Biopharmconsortium Blog

Expert commentary from Haberman Associates biotechnology and pharmaceutical consulting.

Monthly Archives: November 2013

Agios Pharmaceuticals becomes a clinical-stage company!

Agios Efstratios, Greece. Source: Christef http://bit.ly/HK636F

Agios Efstratios, Greece. Source: Christef http://bit.ly/HK636F

In a news release on September 23, 2013, Agios Pharmaceuticals (Cambridge, MA) announced that it had initiated its first clinical study. The company further discussed its early clinical and preclinical programs in its press release on its Third Quarter financial report, dated November 7, 2013.

Specifically, the company initiated a Phase 1 muticenter clinical trial of AG-221 in patients with advanced hematologic malignancies bearing an isocitrate dehydrogenase 2 (IDH2) mutation. The study is designed to evaluate the safety, pharmacokinetics, pharmacodynamics and efficacy of orally-administered AG-221 in this patient population. The first stage of the Phase 1 study is a dose-escalation phase, which is designed  to determine the maximum tolerated dose and/or the recommended dose to be used in Phase 2 studies. After the completion of this phase, several cohorts of patients will receive AG-221 to further evaluate the safety, tolerability and clinical activity of the maximum tolerated dose.

We discussed AG-221 in our June 17, 2013 article on this blog. AG-221 is an orally available, selective, potent inhibitor of the mutated IDH2 protein. It is thus a targeted (and personalized) therapy for patients with cancers with an IDH2 mutation.

As we summarized in our June 17, 2013 article, wild-type IDH1 and IDH2 catalyze the NADP+-dependent oxidative decarboxylation of isocitrate to α-ketoglutarate. Mutant forms of IDH1 and IDH2, which are found in certain human cancers, no longer catalyze this reaction, but instead catalyzes the NADPH-dependent reduction of α-ketoglutarate to R(-)-2-hydroxyglutarate (2-HG). Agios researchers hypothesized that 2HG is an oncometabolite. They further hypothesized that developing mutant-specific small molecule inhibitors of IDH1 and IDH2 might inhibit the growth or reverse the oncogenic phenotype of cancer cells that carry the mutant enzymes.

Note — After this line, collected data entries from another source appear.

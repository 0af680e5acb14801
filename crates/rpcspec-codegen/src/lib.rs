//! Declaration generation for rpcspec definition graphs
//!
//! A [`DeclarationGenerator`] turns one resolved definition into one named
//! [`DeclarationUnit`]. [`generate`] drives a generator over a whole sheet
//! and batches every failure into a single report.

pub mod config;
pub mod context;
pub mod error;
pub mod generator;
pub mod rust;

pub use config::{GenConfig, Packaging};
pub use context::{escape_segment, GenContext};
pub use error::{BatchErrors, CodegenError, ErrorCategory, ErrorEntry, ErrorLocation};
pub use generator::{generate, group_by_package, DeclarationGenerator, DeclarationUnit};
pub use rust::{render_package, RustDeclarations, RustDeclarationsConfig};
//! Generating Rust declarations from inflated sheets

use std::io::Write as _;
use std::sync::Arc;

use pretty_assertions::assert_eq;
use rpcspec_codegen::{
    generate, group_by_package, render_package, CodegenError, GenConfig, GenContext,
    RustDeclarations,
};
use rpcspec_core::builder::{
    ElementBuilder, FaultBuilder, FieldBuilder, IframeEndpointBuilder, InterBuilder,
    KafkaEndpointBuilder, ProtocolBuilder, RoutineBuilder, ScalarBuilder, StructBuilder,
    UnionBuilder,
};
use rpcspec_core::definition::{ElementHeader, UnionDefinition};
use rpcspec_core::{inflate, DefinitionRef, ElementDefinition, Namespace, SpecSheet};

fn init_tracing() {
    let _ = tracing_subscriber::fmt()
        .with_env_filter(tracing_subscriber::EnvFilter::from_default_env())
        .with_test_writer()
        .try_init();
}

fn builtin(name: &str) -> DefinitionRef {
    ScalarBuilder::named(Namespace::new(["builtin"]), name)
        .build()
        .unwrap()
}

fn load_config(content: &str) -> GenConfig {
    let mut file = tempfile::NamedTempFile::new().unwrap();
    file.write_all(content.as_bytes()).unwrap();
    GenConfig::load(file.path()).unwrap()
}

const CONFIG: &str = r#"
package = "acme"

[native_elements]
"builtin.String" = "String"
"builtin.Int" = "i64"
"#;

fn user_service() -> SpecSheet {
    let string = builtin("String");
    let int = builtin("Int");
    let user = StructBuilder::named(Namespace::new(["user:v1"]), "User")
        .field(FieldBuilder::new("id", &string))
        .field(FieldBuilder::new("age", &int))
        .build()
        .unwrap();
    let not_found = FaultBuilder::named(Namespace::new(["user:v1"]), "NotFound")
        .description("No user with that id")
        .build()
        .unwrap();
    let get_user = RoutineBuilder::anonymous("getUser")
        .kafka(KafkaEndpointBuilder::anonymous())
        .iframe(IframeEndpointBuilder::anonymous())
        .fault(&not_found)
        .input(FieldBuilder::new("id", &string))
        .output(FieldBuilder::new("user", &user));
    let protocol = ProtocolBuilder::named(Namespace::new(["user:v1"]), "UserService")
        .routine(get_user)
        .build()
        .unwrap();
    SpecSheet::new(vec![protocol])
}

#[test]
fn test_load_config_from_file() {
    let config = load_config(CONFIG);
    assert_eq!(config.package, "acme");
    assert_eq!(config.native_elements.len(), 2);

    let missing = GenConfig::load(std::path::Path::new("/nonexistent/rpcspec.toml")).unwrap_err();
    assert!(missing.to_string().contains("Failed to read generator config"));
}

#[test]
fn test_inflated_service_generates_declarations() {
    init_tracing();
    let sheet = user_service();
    let compact = sheet.to_compact().unwrap();
    let inflated = inflate(&compact).unwrap().into_sheet();

    let config = load_config(CONFIG);
    let ctx = GenContext::new(&config, &inflated);
    let units = generate(&ctx, &RustDeclarations::new()).unwrap();

    let mut names: Vec<_> = units
        .iter()
        .map(|unit| (unit.canonical_name.as_str(), unit.name.as_str()))
        .collect();
    names.sort();
    assert_eq!(
        names,
        vec![
            ("user:v1.NotFound", "NotFound"),
            ("user:v1.User", "User"),
            ("user:v1.UserService", "UserService"),
            ("user:v1.UserService.getUser", "UserServiceGetUser"),
            ("user:v1.UserService.getUser.input", "UserServiceGetUserInput"),
            ("user:v1.UserService.getUser.output", "UserServiceGetUserOutput"),
        ]
    );

    let packages = group_by_package(units);
    assert_eq!(packages.keys().collect::<Vec<_>>(), vec!["acme.user_v1"]);

    let units = &packages["acme.user_v1"];
    let routine = units
        .iter()
        .find(|unit| unit.name == "UserServiceGetUser")
        .unwrap();
    assert!(routine
        .source
        .contains("/// Input: [`crate::acme::user_v1::UserServiceGetUserInput`]"));
    assert!(routine
        .source
        .contains("pub const KAFKA_TOPICS: &'static [&'static str] = &[\"user-v1.UserService.getUser\"];"));
    assert!(routine
        .source
        .contains("pub const FAULTS: &'static [&'static str] = &[\"user:v1.NotFound\"];"));

    let output = units
        .iter()
        .find(|unit| unit.name == "UserServiceGetUserOutput")
        .unwrap();
    assert!(output.source.contains("pub user: crate::acme::user_v1::User,"));

    let rendered = render_package("acme.user_v1", units).unwrap();
    assert!(rendered.contains("/// No user with that id\n#[derive(Debug, Clone, Copy, PartialEq, Eq, Default)]\npub struct NotFound;"));
}

#[test]
fn test_union_and_intersection() {
    let string = builtin("String");
    let circle = StructBuilder::named(Namespace::new(["shapes"]), "Circle")
        .field(FieldBuilder::new("radius", &string))
        .build()
        .unwrap();
    let square = StructBuilder::named(Namespace::new(["shapes"]), "Square")
        .field(FieldBuilder::new("side", &string))
        .build()
        .unwrap();
    let shape = UnionBuilder::named(Namespace::new(["shapes"]), "Shape")
        .discriminator("kind")
        .variant(&circle)
        .variant(&square)
        .build()
        .unwrap();
    let labelled = InterBuilder::named(Namespace::new(["shapes"]), "LabelledCircle")
        .with(&circle)
        .with(
            StructBuilder::anonymous()
                .called("label")
                .field(FieldBuilder::new("text", &string)),
        )
        .build()
        .unwrap();

    let config = GenConfig::new("").with_native("builtin.String", "String");
    let sheet = SpecSheet::new(vec![shape.clone(), labelled.clone()]);
    let ctx = GenContext::new(&config, &sheet);
    let units = generate(&ctx, &RustDeclarations::new()).unwrap();

    let shape_unit = units.iter().find(|u| u.name == "Shape").unwrap();
    assert_eq!(shape_unit.package, "shapes");
    let expected = "\
#[derive(Debug, Clone, PartialEq, serde::Serialize, serde::Deserialize)]
#[serde(tag = \"kind\")]
pub enum Shape {
    Circle(crate::shapes::Circle),
    Square(crate::shapes::Square),
}
";
    assert_eq!(shape_unit.source, expected);

    let inter_unit = units.iter().find(|u| u.name == "LabelledCircle").unwrap();
    assert!(inter_unit.source.contains("    #[serde(flatten)]\n    pub circle: crate::shapes::Circle,"));
    assert!(inter_unit
        .source
        .contains("    #[serde(flatten)]\n    pub label: crate::shapes::LabelledCircleLabel,"));
    assert!(units.iter().any(|u| u.name == "LabelledCircleLabel"));
}

/// A union over a non-struct variant, assembled without the builder
fn union_over(name: &str, variant: &DefinitionRef) -> DefinitionRef {
    Arc::new(ElementDefinition::Union(UnionDefinition {
        header: ElementHeader {
            name: Some(name.to_string()),
            namespace: Namespace::new(["pkg"]),
            is_inline: false,
            description: String::new(),
            metadata: Vec::new(),
        },
        union_discriminator: "type".to_string(),
        union_types: vec![Arc::clone(variant)],
    }))
}

#[test]
fn test_unsupported_variants_are_batched() {
    let string = builtin("String");
    let bad = union_over("Bad", &string);
    let also_bad = union_over("AlsoBad", &string);

    let config = GenConfig::default();
    let sheet = SpecSheet::new(vec![bad, also_bad]);
    let ctx = GenContext::new(&config, &sheet);

    match generate(&ctx, &RustDeclarations::new()) {
        Err(CodegenError::Batch { count, summary }) => {
            assert_eq!(count, 2);
            assert!(summary.contains("pkg.Bad"));
            assert!(summary.contains("pkg.AlsoBad"));
            assert!(summary.contains("variant 'builtin.String' is a"));
        }
        other => panic!("expected batch error, got {other:?}"),
    }
}
//! Generator configuration, usually read from a `rpcspec.toml`

use std::collections::BTreeMap;
use std::path::Path;

use anyhow::{Context, Result};
use rpcspec_core::CanonicalName;
use serde::{Deserialize, Serialize};

#[derive(Debug, Clone, PartialEq, Serialize, Deserialize)]
pub struct GenConfig {
    /// Package prefix for every generated declaration; empty for none
    #[serde(default)]
    pub package: String,

    #[serde(default)]
    pub packaging: Packaging,

    /// Definitions provided by the target platform, mapped to the type path
    /// that stands in for them
    #[serde(default)]
    pub native_elements: BTreeMap<CanonicalName, String>,
}

/// How generated declarations are grouped into packages
#[derive(Debug, Clone, Copy, Default, PartialEq, Eq, Serialize, Deserialize)]
#[serde(rename_all = "snake_case")]
pub enum Packaging {
    /// One package per root namespace, nested under [`GenConfig::package`]
    #[default]
    SubPackages,
}

impl Default for GenConfig {
    fn default() -> Self {
        Self {
            package: String::new(),
            packaging: Packaging::default(),
            native_elements: BTreeMap::new(),
        }
    }
}

impl GenConfig {
    pub fn new(package: impl Into<String>) -> Self {
        Self {
            package: package.into(),
            ..Self::default()
        }
    }

    /// Map `name` to a type path the target already provides
    pub fn with_native(mut self, name: impl Into<CanonicalName>, type_path: impl Into<String>) -> Self {
        self.native_elements.insert(name.into(), type_path.into());
        self
    }

    pub fn from_toml_str(content: &str) -> Result<Self> {
        toml::from_str(content).context("Failed to parse generator config")
    }

    pub fn load(path: &Path) -> Result<Self> {
        let content = std::fs::read_to_string(path)
            .with_context(|| format!("Failed to read generator config from {:?}", path))?;
        Self::from_toml_str(&content)
            .with_context(|| format!("Invalid generator config in {:?}", path))
    }

    pub fn native_type(&self, name: &CanonicalName) -> Option<&str> {
        self.native_elements.get(name).map(String::as_str)
    }
}
impl RustDeclarations {
    pub fn new() -> Self {
        Self {
            config: RustDeclarationsConfig::default(),
            indent_size: 4,
        }
    }

    pub fn with_config(mut self, config: RustDeclarationsConfig) -> Self {
        self.config = config;
        self
    }

    fn indent(&self, level: usize) -> String {
        " ".repeat(level * self.indent_size)
    }

    /// Declared name: the element's path below its root namespace
    pub fn type_name(&self, ctx: &GenContext<'_>, element: &ElementDefinition) -> String {
        ctx.nested_path(element)
            .into_iter()
            .map(to_rust_type_name)
            .collect()
    }

    /// Rust type standing in for a reference to `element`
    pub fn type_path(
        &self,
        ctx: &GenContext<'_>,
        element: &ElementDefinition,
    ) -> Result<String, CodegenError> {
        if let Some(native) = ctx.native_type(element) {
            return Ok(native.to_string());
        }
        match element {
            ElementDefinition::Array(d) => Ok(format!("Vec<{}>", self.type_path(ctx, &d.array_type)?)),
            ElementDefinition::Optional(d) => {
                Ok(format!("Option<{}>", self.type_path(ctx, &d.optional_type)?))
            }
            ElementDefinition::Tuple(d) if !ctx.has_generated_class(element) => {
                let items = self.tuple_items(ctx, d)?;
                match items.len() {
                    1 => Ok(format!("({},)", items[0])),
                    _ => Ok(format!("({})", items.join(", "))),
                }
            }
            _ if ctx.has_generated_class(element) => {
                let package = ctx.generated_package_of(element)?;
                let name = self.type_name(ctx, element);
                Ok(match module_path(&package) {
                    Some(module) => format!("crate::{}::{}", module, name),
                    None => format!("crate::{}", name),
                })
            }
            _ => Err(CodegenError::NoGeneratedClass(element.canonical_name())),
        }
    }

    fn tuple_items(
        &self,
        ctx: &GenContext<'_>,
        tuple: &TupleDefinition,
    ) -> Result<Vec<String>, CodegenError> {
        tuple
            .tuple_types
            .iter()
            .map(|item| self.type_path(ctx, item))
            .collect()
    }

    fn write_docs(&self, output: &mut String, level: usize, text: &str) -> Result<(), CodegenError> {
        if !self.config.include_docs {
            return Ok(());
        }
        let indent = self.indent(level);
        for line in text.lines() {
            if line.is_empty() {
                writeln!(output, "{}///", indent)?;
            } else {
                writeln!(output, "{}/// {}", indent, line)?;
            }
        }
        Ok(())
    }

    fn write_derives(&self, output: &mut String, base: &[&str], serde: bool) -> Result<(), CodegenError> {
        let mut derives = base.to_vec();
        if serde && self.config.derive_serde {
            derives.extend(["serde::Serialize", "serde::Deserialize"]);
        }
        writeln!(output, "#[derive({})]", derives.join(", "))?;
        Ok(())
    }

    fn declare_fields(
        &self,
        ctx: &GenContext<'_>,
        name: &str,
        fields: &[FieldDefinition],
        output: &mut String,
    ) -> Result<(), CodegenError> {
        self.write_derives(output, &["Debug", "Clone", "PartialEq"], true)?;
        if fields.is_empty() {
            writeln!(output, "pub struct {} {{}}", name)?;
            return Ok(());
        }
        writeln!(output, "pub struct {} {{", name)?;
        for field in fields {
            self.write_docs(output, 1, &field.description)?;
            if let Some(default) = &field.field_default {
                self.write_docs(output, 1, &format!("Default: `{}`", default))?;
            }
            let rust_name = to_rust_field_name(&field.name);
            if rust_name.trim_start_matches("r#") != field.name && self.config.derive_serde {
                writeln!(output, "{}#[serde(rename = \"{}\")]", self.indent(1), field.name)?;
            }
            let field_type = self.type_path(ctx, &field.field_type)?;
            writeln!(output, "{}pub {}: {},", self.indent(1), rust_name, field_type)?;
        }
        writeln!(output, "}}")?;
        Ok(())
    }

    fn declare_tuple(
        &self,
        ctx: &GenContext<'_>,
        name: &str,
        tuple: &TupleDefinition,
        output: &mut String,
    ) -> Result<(), CodegenError> {
        let items: Vec<String> = self
            .tuple_items(ctx, tuple)?
            .into_iter()
            .map(|item| format!("pub {}", item))
            .collect();
        self.write_derives(output, &["Debug", "Clone", "PartialEq"], true)?;
        writeln!(output, "pub struct {}({});", name, items.join(", "))?;
        Ok(())
    }

    fn declare_union(
        &self,
        ctx: &GenContext<'_>,
        element: &ElementDefinition,
        name: &str,
        union: &UnionDefinition,
        output: &mut String,
    ) -> Result<(), CodegenError> {
        self.write_derives(output, &["Debug", "Clone", "PartialEq"], true)?;
        if self.config.derive_serde {
            writeln!(output, "#[serde(tag = \"{}\")]", union.union_discriminator)?;
        }
        writeln!(output, "pub enum {} {{", name)?;
        for variant in &union.union_types {
            if variant.kind() != DefinitionKind::Struct {
                return Err(CodegenError::unsupported(
                    element,
                    format!("variant '{}' is a {}, not a struct", variant.canonical_name(), variant.kind()),
                ));
            }
            let variant_name = to_rust_type_name(variant.display_name());
            if variant_name != variant.display_name() && self.config.derive_serde {
                writeln!(
                    output,
                    "{}#[serde(rename = \"{}\")]",
                    self.indent(1),
                    variant.display_name()
                )?;
            }
            writeln!(
                output,
                "{}{}({}),",
                self.indent(1),
                variant_name,
                self.type_path(ctx, variant)?
            )?;
        }
        writeln!(output, "}}")?;
        Ok(())
    }

    fn declare_inter(
        &self,
        ctx: &GenContext<'_>,
        name: &str,
        inter: &InterDefinition,
        output: &mut String,
    ) -> Result<(), CodegenError> {
        self.write_derives(output, &["Debug", "Clone", "PartialEq"], true)?;
        writeln!(output, "pub struct {} {{", name)?;
        for part in &inter.inter_types {
            if self.config.derive_serde {
                writeln!(output, "{}#[serde(flatten)]", self.indent(1))?;
            }
            writeln!(
                output,
                "{}pub {}: {},",
                self.indent(1),
                to_rust_field_name(part.display_name()),
                self.type_path(ctx, part)?
            )?;
        }
        writeln!(output, "}}")?;
        Ok(())
    }

    fn declare_enum(
        &self,
        ctx: &GenContext<'_>,
        element: &ElementDefinition,
        name: &str,
        definition: &EnumDefinition,
        output: &mut String,
    ) -> Result<(), CodegenError> {
        let mut entries = Vec::with_capacity(definition.enum_entries.len());
        for entry in &definition.enum_entries {
            let constant = entry.as_const().ok_or_else(|| {
                CodegenError::unsupported(element, format!("entry '{}' is not a constant", entry.canonical_name()))
            })?;
            entries.push((entry, constant));
        }
        let all_strings = entries
            .iter()
            .all(|(_, c)| matches!(c.const_value, Literal::String(_)));

        self.write_derives(output, &["Debug", "Clone", "Copy", "PartialEq", "Eq", "Hash"], all_strings)?;
        writeln!(output, "pub enum {} {{", name)?;
        for (entry, constant) in &entries {
            self.write_docs(output, 1, entry.description())?;
            let renamed = self.config.derive_serde && all_strings;
            if let (true, Literal::String(value)) = (renamed, &constant.const_value) {
                writeln!(output, "{}#[serde(rename = {:?})]", self.indent(1), value)?;
            }
            writeln!(output, "{}{},", self.indent(1), to_rust_type_name(entry.display_name()))?;
        }
        writeln!(output, "}}")?;

        let value_type = match ctx.native_type(&definition.enum_type) {
            Some(_) if all_strings => Some("&'static str".to_string()),
            Some(native) if ctx.is_compile_const(&definition.enum_type) => Some(native.to_string()),
            _ => None,
        };
        let Some(value_type) = value_type else {
            return Ok(());
        };
        if entries.iter().any(|(_, c)| !is_const_literal(&c.const_value)) {
            return Ok(());
        }

        writeln!(output)?;
        writeln!(output, "impl {} {{", name)?;
        writeln!(output, "{}pub const fn value(&self) -> {} {{", self.indent(1), value_type)?;
        writeln!(output, "{}match self {{", self.indent(2))?;
        for (entry, constant) in &entries {
            writeln!(
                output,
                "{}Self::{} => {},",
                self.indent(3),
                to_rust_type_name(entry.display_name()),
                rust_literal(&constant.const_value)
            )?;
        }
        writeln!(output, "{}}}", self.indent(2))?;
        writeln!(output, "{}}}", self.indent(1))?;
        writeln!(output, "}}")?;
        Ok(())
    }

    fn declare_const(
        &self,
        ctx: &GenContext<'_>,
        name: &str,
        constant: &ConstDefinition,
        output: &mut String,
    ) -> Result<(), CodegenError> {
        let value = &constant.const_value;
        if ctx.is_compile_const(&constant.const_type) && is_const_literal(value) {
            let ty = match value {
                Literal::String(_) => "&str".to_string(),
                _ => self.type_path(ctx, &constant.const_type)?,
            };
            writeln!(output, "pub const {}: {} = {};", name, ty, rust_literal(value))?;
            return Ok(());
        }

        let json = serde_json::to_string(value)
            .map_err(|e| CodegenError::Generation(format!("cannot encode constant {}: {}", name, e)))?;
        self.write_docs(
            output,
            0,
            &format!("JSON encoding of a `{}` value", constant.const_type.canonical_name()),
        )?;
        writeln!(output, "pub const {}: &str = {:?};", name, json)?;
        Ok(())
    }

    fn declare_marker(&self, name: &str, output: &mut String) -> Result<(), CodegenError> {
        self.write_derives(output, &["Debug", "Clone", "Copy", "PartialEq", "Eq", "Default"], false)?;
        writeln!(output, "pub struct {};", name)?;
        Ok(())
    }

    fn write_str_list(
        &self,
        output: &mut String,
        name: &str,
        values: &[String],
    ) -> Result<(), CodegenError> {
        let quoted: Vec<String> = values.iter().map(|v| format!("{:?}", v)).collect();
        writeln!(
            output,
            "{}pub const {}: &'static [&'static str] = &[{}];",
            self.indent(1),
            name,
            quoted.join(", ")
        )?;
        Ok(())
    }

    fn declare_routine(
        &self,
        ctx: &GenContext<'_>,
        element: &ElementDefinition,
        name: &str,
        routine: &RoutineDefinition,
        output: &mut String,
    ) -> Result<(), CodegenError> {
        let input = self.type_path(ctx, &routine.routine_input)?;
        let output_type = self.type_path(ctx, &routine.routine_output)?;
        let separator = if element.description().is_empty() { "" } else { "\n" };
        self.write_docs(
            output,
            0,
            &format!("{}Input: [`{}`]\n\nOutput: [`{}`]", separator, input, output_type),
        )?;
        self.declare_marker(name, output)?;

        let mut topics = Vec::new();
        let mut paths = Vec::new();
        for endpoint in &routine.routine_endpoints {
            match endpoint.as_ref() {
                ElementDefinition::KafkaEndpoint(d) => topics.push(d.endpoint_topic.0.clone()),
                ElementDefinition::IframeEndpoint(d) => paths.push(d.endpoint_path.0.clone()),
                other => {
                    return Err(CodegenError::unsupported(
                        element,
                        format!("'{}' is not an endpoint", other.canonical_name()),
                    ))
                }
            }
        }
        let faults: Vec<String> = routine
            .routine_fault_union
            .iter()
            .map(|fault| fault.canonical_name().into_string())
            .collect();

        writeln!(output)?;
        writeln!(output, "impl {} {{", name)?;
        writeln!(
            output,
            "{}pub const CANONICAL_NAME: &'static str = {:?};",
            self.indent(1),
            element.canonical_name().as_str()
        )?;
        self.write_str_list(output, "KAFKA_TOPICS", &topics)?;
        self.write_str_list(output, "IFRAME_PATHS", &paths)?;
        self.write_str_list(output, "FAULTS", &faults)?;
        writeln!(output, "}}")?;
        Ok(())
    }

    fn declare_protocol(
        &self,
        element: &ElementDefinition,
        name: &str,
        protocol: &ProtocolDefinition,
        output: &mut String,
    ) -> Result<(), CodegenError> {
        self.declare_marker(name, output)?;
        let routines: Vec<String> = protocol
            .protocol_routines
            .iter()
            .map(|routine| routine.canonical_name().into_string())
            .collect();
        writeln!(output)?;
        writeln!(output, "impl {} {{", name)?;
        writeln!(
            output,
            "{}pub const CANONICAL_NAME: &'static str = {:?};",
            self.indent(1),
            element.canonical_name().as_str()
        )?;
        self.write_str_list(output, "ROUTINES", &routines)?;
        writeln!(output, "}}")?;
        Ok(())
    }
}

As we further discussed in our article, Agios researchers published two articles in the journal Science in May 2013 that support these hypotheses. The researchers showed that drugs that inhibit the mutant forms of IDH1 and IDH2 can reverse the oncogenic effects of the mutant enzymes in patient-derived tumor samples. These results constitute preclinical support for the hypothesis that the two mutant enzymes are driving disease, and that drugs that target the mutant forms of the enzymes can reverse their oncogenic effects.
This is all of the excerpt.